RECORDS FOR THIS EXERCISE below:

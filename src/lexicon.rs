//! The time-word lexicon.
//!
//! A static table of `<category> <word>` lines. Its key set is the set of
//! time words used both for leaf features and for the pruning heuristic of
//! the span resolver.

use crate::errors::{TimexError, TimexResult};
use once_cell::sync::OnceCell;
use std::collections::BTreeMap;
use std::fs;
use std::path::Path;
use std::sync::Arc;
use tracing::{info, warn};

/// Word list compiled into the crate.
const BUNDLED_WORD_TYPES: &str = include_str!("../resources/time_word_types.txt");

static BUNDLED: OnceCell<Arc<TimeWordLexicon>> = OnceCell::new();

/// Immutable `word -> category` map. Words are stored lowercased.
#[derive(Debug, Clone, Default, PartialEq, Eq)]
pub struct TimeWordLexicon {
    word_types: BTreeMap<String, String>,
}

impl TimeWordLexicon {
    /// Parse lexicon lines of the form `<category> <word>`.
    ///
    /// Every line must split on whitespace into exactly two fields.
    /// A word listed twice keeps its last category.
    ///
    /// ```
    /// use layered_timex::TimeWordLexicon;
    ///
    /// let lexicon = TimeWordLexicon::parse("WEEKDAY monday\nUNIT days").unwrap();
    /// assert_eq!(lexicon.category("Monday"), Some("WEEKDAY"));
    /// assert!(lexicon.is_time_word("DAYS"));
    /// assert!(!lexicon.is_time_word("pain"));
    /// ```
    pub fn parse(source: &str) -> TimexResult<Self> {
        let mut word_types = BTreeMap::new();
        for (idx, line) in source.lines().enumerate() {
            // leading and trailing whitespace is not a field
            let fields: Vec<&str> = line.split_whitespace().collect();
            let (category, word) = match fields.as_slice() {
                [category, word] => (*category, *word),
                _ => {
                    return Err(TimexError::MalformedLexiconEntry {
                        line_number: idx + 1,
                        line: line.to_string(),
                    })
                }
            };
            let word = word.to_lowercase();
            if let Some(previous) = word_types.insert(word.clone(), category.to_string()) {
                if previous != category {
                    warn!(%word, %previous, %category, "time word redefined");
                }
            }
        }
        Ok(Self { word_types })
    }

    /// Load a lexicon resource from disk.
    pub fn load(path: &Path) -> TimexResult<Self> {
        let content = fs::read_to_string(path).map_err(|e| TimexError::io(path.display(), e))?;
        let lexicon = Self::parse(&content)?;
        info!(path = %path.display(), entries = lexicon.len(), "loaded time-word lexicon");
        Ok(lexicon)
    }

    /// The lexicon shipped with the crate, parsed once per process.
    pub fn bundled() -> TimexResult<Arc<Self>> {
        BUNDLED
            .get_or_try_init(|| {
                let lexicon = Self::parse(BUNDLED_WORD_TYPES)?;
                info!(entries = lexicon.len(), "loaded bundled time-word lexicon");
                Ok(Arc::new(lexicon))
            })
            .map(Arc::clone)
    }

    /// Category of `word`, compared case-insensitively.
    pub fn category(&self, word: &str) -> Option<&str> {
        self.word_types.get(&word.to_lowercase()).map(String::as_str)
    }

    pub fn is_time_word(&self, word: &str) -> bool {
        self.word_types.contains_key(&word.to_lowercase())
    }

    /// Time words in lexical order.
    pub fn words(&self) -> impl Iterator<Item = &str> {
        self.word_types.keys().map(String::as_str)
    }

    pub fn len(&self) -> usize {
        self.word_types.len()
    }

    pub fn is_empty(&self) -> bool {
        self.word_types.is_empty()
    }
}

End of RECORDS FOR THIS EXERCISE.

AIM OF THE TASK |
Where a line of the material holds the word "bool", copy that line.

TASK ANSWER |
    pub fn is_time_word(&self, word: &str) -> bool {
    pub fn is_empty(&self) -> bool {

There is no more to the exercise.